◆ **EXERCISE PROMPT**: Provide an exact repetition of every entry, with no word altered.

*** DATA FOR THE TASK Section Begins ***

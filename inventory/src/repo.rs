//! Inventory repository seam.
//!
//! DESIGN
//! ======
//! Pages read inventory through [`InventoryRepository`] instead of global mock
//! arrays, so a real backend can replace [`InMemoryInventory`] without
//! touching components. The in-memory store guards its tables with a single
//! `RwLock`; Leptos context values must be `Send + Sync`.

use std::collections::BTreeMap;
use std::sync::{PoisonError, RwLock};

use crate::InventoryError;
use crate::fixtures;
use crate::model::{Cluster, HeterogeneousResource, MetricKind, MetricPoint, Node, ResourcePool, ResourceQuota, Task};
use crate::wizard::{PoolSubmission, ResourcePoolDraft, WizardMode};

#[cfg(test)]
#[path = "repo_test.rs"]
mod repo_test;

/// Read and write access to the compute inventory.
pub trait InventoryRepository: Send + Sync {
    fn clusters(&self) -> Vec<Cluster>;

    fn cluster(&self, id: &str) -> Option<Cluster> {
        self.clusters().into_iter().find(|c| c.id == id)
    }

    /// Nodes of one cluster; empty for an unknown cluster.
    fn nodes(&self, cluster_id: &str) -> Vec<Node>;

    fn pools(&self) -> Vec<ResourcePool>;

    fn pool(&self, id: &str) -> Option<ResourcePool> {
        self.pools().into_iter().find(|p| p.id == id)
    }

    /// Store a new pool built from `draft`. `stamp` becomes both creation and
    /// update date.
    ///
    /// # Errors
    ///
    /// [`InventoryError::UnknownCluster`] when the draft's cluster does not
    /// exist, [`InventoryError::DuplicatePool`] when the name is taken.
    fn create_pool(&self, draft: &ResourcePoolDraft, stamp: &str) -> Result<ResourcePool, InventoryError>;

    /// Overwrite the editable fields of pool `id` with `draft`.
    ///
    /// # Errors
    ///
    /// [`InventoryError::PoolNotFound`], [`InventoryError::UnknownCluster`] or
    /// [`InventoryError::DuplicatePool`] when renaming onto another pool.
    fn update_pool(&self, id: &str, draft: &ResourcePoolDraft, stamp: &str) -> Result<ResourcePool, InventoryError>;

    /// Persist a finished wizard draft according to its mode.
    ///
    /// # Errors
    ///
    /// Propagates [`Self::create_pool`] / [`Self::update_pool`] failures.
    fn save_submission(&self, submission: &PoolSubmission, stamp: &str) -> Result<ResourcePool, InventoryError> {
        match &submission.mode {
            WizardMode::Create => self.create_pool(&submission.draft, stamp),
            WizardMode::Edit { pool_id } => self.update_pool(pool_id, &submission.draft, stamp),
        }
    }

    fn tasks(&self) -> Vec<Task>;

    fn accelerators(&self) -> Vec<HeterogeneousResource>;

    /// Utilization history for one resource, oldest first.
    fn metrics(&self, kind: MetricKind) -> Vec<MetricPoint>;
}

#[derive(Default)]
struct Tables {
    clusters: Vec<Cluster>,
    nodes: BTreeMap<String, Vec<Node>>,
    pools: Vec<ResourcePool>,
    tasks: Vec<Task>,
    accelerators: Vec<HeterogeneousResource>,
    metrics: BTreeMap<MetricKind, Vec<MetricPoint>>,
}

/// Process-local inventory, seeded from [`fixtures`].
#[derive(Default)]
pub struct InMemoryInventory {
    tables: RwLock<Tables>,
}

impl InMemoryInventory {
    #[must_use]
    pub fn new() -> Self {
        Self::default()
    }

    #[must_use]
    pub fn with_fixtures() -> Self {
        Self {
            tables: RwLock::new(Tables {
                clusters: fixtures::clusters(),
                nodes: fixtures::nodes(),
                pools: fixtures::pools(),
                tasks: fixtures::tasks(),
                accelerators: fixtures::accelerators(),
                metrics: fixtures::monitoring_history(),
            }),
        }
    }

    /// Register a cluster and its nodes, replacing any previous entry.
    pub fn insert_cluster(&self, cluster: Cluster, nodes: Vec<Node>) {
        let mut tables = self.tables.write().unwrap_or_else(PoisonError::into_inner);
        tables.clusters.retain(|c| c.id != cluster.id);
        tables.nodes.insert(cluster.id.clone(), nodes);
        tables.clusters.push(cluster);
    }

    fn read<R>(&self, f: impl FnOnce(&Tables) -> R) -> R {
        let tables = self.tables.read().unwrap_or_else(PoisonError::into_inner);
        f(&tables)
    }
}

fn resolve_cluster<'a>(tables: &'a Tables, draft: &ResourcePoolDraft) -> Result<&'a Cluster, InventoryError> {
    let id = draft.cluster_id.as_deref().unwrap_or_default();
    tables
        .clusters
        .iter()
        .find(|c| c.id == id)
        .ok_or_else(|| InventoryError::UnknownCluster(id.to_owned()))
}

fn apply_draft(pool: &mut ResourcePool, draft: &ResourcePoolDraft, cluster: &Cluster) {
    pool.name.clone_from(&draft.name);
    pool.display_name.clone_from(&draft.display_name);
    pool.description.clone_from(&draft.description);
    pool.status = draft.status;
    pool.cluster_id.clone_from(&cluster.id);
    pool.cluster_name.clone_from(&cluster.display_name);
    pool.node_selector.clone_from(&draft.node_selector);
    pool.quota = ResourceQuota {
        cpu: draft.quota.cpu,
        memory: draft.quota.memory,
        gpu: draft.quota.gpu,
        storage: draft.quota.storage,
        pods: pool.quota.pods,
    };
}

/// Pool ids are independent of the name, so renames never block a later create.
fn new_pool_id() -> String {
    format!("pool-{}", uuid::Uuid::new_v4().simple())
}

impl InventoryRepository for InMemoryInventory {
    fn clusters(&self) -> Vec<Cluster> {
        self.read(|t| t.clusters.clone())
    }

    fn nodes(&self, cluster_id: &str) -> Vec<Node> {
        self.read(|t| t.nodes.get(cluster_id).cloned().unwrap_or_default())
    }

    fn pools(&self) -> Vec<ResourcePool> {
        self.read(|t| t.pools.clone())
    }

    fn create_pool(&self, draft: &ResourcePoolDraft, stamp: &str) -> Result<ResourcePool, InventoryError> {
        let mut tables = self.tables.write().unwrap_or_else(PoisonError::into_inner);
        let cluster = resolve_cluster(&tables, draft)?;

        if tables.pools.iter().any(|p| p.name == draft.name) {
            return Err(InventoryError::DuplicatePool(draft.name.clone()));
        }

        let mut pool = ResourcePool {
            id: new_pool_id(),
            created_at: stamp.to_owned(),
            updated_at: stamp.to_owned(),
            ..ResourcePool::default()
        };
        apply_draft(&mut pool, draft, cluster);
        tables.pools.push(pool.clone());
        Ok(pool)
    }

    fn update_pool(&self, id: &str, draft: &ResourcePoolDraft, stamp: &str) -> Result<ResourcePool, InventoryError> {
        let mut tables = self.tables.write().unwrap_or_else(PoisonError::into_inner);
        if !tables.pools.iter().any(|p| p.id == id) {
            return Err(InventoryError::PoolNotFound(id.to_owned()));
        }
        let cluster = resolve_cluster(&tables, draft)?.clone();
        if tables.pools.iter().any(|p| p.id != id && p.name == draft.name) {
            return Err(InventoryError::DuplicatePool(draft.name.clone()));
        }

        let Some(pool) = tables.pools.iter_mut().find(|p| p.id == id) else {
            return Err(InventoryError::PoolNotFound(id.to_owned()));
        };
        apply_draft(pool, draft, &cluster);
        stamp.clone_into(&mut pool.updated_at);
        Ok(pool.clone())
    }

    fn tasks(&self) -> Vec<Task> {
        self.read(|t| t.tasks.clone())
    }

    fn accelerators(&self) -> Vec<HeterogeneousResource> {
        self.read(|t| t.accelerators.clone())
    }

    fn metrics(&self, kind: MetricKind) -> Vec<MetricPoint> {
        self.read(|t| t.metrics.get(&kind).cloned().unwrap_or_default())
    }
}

*** DATA FOR THE TASK Section Ends ***

◆ **PROBLEM SOLUTION**:
filename inventory/src/repo.rs
//! Inventory repository seam.
//!
//! DESIGN
//! ======
//! Pages read inventory through [`InventoryRepository`] instead of global mock
//! arrays, so a real backend can replace [`InMemoryInventory`] without
//! touching components. The in-memory store guards its tables with a single
//! `RwLock`; Leptos context values must be `Send + Sync`.

use std::collections::BTreeMap;
use std::sync::{PoisonError, RwLock};

use crate::InventoryError;
use crate::fixtures;
use crate::model::{Cluster, HeterogeneousResource, MetricKind, MetricPoint, Node, ResourcePool, ResourceQuota, Task};
use crate::wizard::{PoolSubmission, ResourcePoolDraft, WizardMode};

#[cfg(test)]
#[path = "repo_test.rs"]
mod repo_test;

/// Read and write access to the compute inventory.
pub trait InventoryRepository: Send + Sync {
    fn clusters(&self) -> Vec<Cluster>;

    fn cluster(&self, id: &str) -> Option<Cluster> {
        self.clusters().into_iter().find(|c| c.id == id)
    }

    /// Nodes of one cluster; empty for an unknown cluster.
    fn nodes(&self, cluster_id: &str) -> Vec<Node>;

    fn pools(&self) -> Vec<ResourcePool>;

    fn pool(&self, id: &str) -> Option<ResourcePool> {
        self.pools().into_iter().find(|p| p.id == id)
    }

    /// Store a new pool built from `draft`. `stamp` becomes both creation and
    /// update date.
    ///
    /// # Errors
    ///
    /// [`InventoryError::UnknownCluster`] when the draft's cluster does not
    /// exist, [`InventoryError::DuplicatePool`] when the name is taken.
    fn create_pool(&self, draft: &ResourcePoolDraft, stamp: &str) -> Result<ResourcePool, InventoryError>;

    /// Overwrite the editable fields of pool `id` with `draft`.
    ///
    /// # Errors
    ///
    /// [`InventoryError::PoolNotFound`], [`InventoryError::UnknownCluster`] or
    /// [`InventoryError::DuplicatePool`] when renaming onto another pool.
    fn update_pool(&self, id: &str, draft: &ResourcePoolDraft, stamp: &str) -> Result<ResourcePool, InventoryError>;

    /// Persist a finished wizard draft according to its mode.
    ///
    /// # Errors
    ///
    /// Propagates [`Self::create_pool`] / [`Self::update_pool`] failures.
    fn save_submission(&self, submission: &PoolSubmission, stamp: &str) -> Result<ResourcePool, InventoryError> {
        match &submission.mode {
            WizardMode::Create => self.create_pool(&submission.draft, stamp),
            WizardMode::Edit { pool_id } => self.update_pool(pool_id, &submission.draft, stamp),
        }
    }

    fn tasks(&self) -> Vec<Task>;

    fn accelerators(&self) -> Vec<HeterogeneousResource>;

    /// Utilization history for one resource, oldest first.
    fn metrics(&self, kind: MetricKind) -> Vec<MetricPoint>;
}

#[derive(Default)]
struct Tables {
    clusters: Vec<Cluster>,
    nodes: BTreeMap<String, Vec<Node>>,
    pools: Vec<ResourcePool>,
    tasks: Vec<Task>,
    accelerators: Vec<HeterogeneousResource>,
    metrics: BTreeMap<MetricKind, Vec<MetricPoint>>,
}

/// Process-local inventory, seeded from [`fixtures`].
#[derive(Default)]
pub struct InMemoryInventory {
    tables: RwLock<Tables>,
}

impl InMemoryInventory {
    #[must_use]
    pub fn new() -> Self {
        Self::default()
    }

    #[must_use]
    pub fn with_fixtures() -> Self {
        Self {
            tables: RwLock::new(Tables {
                clusters: fixtures::clusters(),
                nodes: fixtures::nodes(),
                pools: fixtures::pools(),
                tasks: fixtures::tasks(),
                accelerators: fixtures::accelerators(),
                metrics: fixtures::monitoring_history(),
            }),
        }
    }

    /// Register a cluster and its nodes, replacing any previous entry.
    pub fn insert_cluster(&self, cluster: Cluster, nodes: Vec<Node>) {
        let mut tables = self.tables.write().unwrap_or_else(PoisonError::into_inner);
        tables.clusters.retain(|c| c.id != cluster.id);
        tables.nodes.insert(cluster.id.clone(), nodes);
        tables.clusters.push(cluster);
    }

    fn read<R>(&self, f: impl FnOnce(&Tables) -> R) -> R {
        let tables = self.tables.read().unwrap_or_else(PoisonError::into_inner);
        f(&tables)
    }
}

fn resolve_cluster<'a>(tables: &'a Tables, draft: &ResourcePoolDraft) -> Result<&'a Cluster, InventoryError> {
    let id = draft.cluster_id.as_deref().unwrap_or_default();
    tables
        .clusters
        .iter()
        .find(|c| c.id == id)
        .ok_or_else(|| InventoryError::UnknownCluster(id.to_owned()))
}

fn apply_draft(pool: &mut ResourcePool, draft: &ResourcePoolDraft, cluster: &Cluster) {
    pool.name.clone_from(&draft.name);
    pool.display_name.clone_from(&draft.display_name);
    pool.description.clone_from(&draft.description);
    pool.status = draft.status;
    pool.cluster_id.clone_from(&cluster.id);
    pool.cluster_name.clone_from(&cluster.display_name);
    pool.node_selector.clone_from(&draft.node_selector);
    pool.quota = ResourceQuota {
        cpu: draft.quota.cpu,
        memory: draft.quota.memory,
        gpu: draft.quota.gpu,
        storage: draft.quota.storage,
        pods: pool.quota.pods,
    };
}

/// Pool ids are independent of the name, so renames never block a later create.
fn new_pool_id() -> String {
    format!("pool-{}", uuid::Uuid::new_v4().simple())
}

impl InventoryRepository for InMemoryInventory {
    fn clusters(&self) -> Vec<Cluster> {
        self.read(|t| t.clusters.clone())
    }

    fn nodes(&self, cluster_id: &str) -> Vec<Node> {
        self.read(|t| t.nodes.get(cluster_id).cloned().unwrap_or_default())
    }

    fn pools(&self) -> Vec<ResourcePool> {
        self.read(|t| t.pools.clone())
    }

    fn create_pool(&self, draft: &ResourcePoolDraft, stamp: &str) -> Result<ResourcePool, InventoryError> {
        let mut tables = self.tables.write().unwrap_or_else(PoisonError::into_inner);
        let cluster = resolve_cluster(&tables, draft)?;

        if tables.pools.iter().any(|p| p.name == draft.name) {
            return Err(InventoryError::DuplicatePool(draft.name.clone()));
        }

        let mut pool = ResourcePool {
            id: new_pool_id(),
            created_at: stamp.to_owned(),
            updated_at: stamp.to_owned(),
            ..ResourcePool::default()
        };
        apply_draft(&mut pool, draft, cluster);
        tables.pools.push(pool.clone());
        Ok(pool)
    }

    fn update_pool(&self, id: &str, draft: &ResourcePoolDraft, stamp: &str) -> Result<ResourcePool, InventoryError> {
        let mut tables = self.tables.write().unwrap_or_else(PoisonError::into_inner);
        if !tables.pools.iter().any(|p| p.id == id) {
            return Err(InventoryError::PoolNotFound(id.to_owned()));
        }
        let cluster = resolve_cluster(&tables, draft)?.clone();
        if tables.pools.iter().any(|p| p.id != id && p.name == draft.name) {
            return Err(InventoryError::DuplicatePool(draft.name.clone()));
        }

        let Some(pool) = tables.pools.iter_mut().find(|p| p.id == id) else {
            return Err(InventoryError::PoolNotFound(id.to_owned()));
        };
        apply_draft(pool, draft, &cluster);
        stamp.clone_into(&mut pool.updated_at);
        Ok(pool.clone())
    }

    fn tasks(&self) -> Vec<Task> {
        self.read(|t| t.tasks.clone())
    }

    fn accelerators(&self) -> Vec<HeterogeneousResource> {
        self.read(|t| t.accelerators.clone())
    }

    fn metrics(&self, kind: MetricKind) -> Vec<MetricPoint> {
        self.read(|t| t.metrics.get(&kind).cloned().unwrap_or_default())
    }
}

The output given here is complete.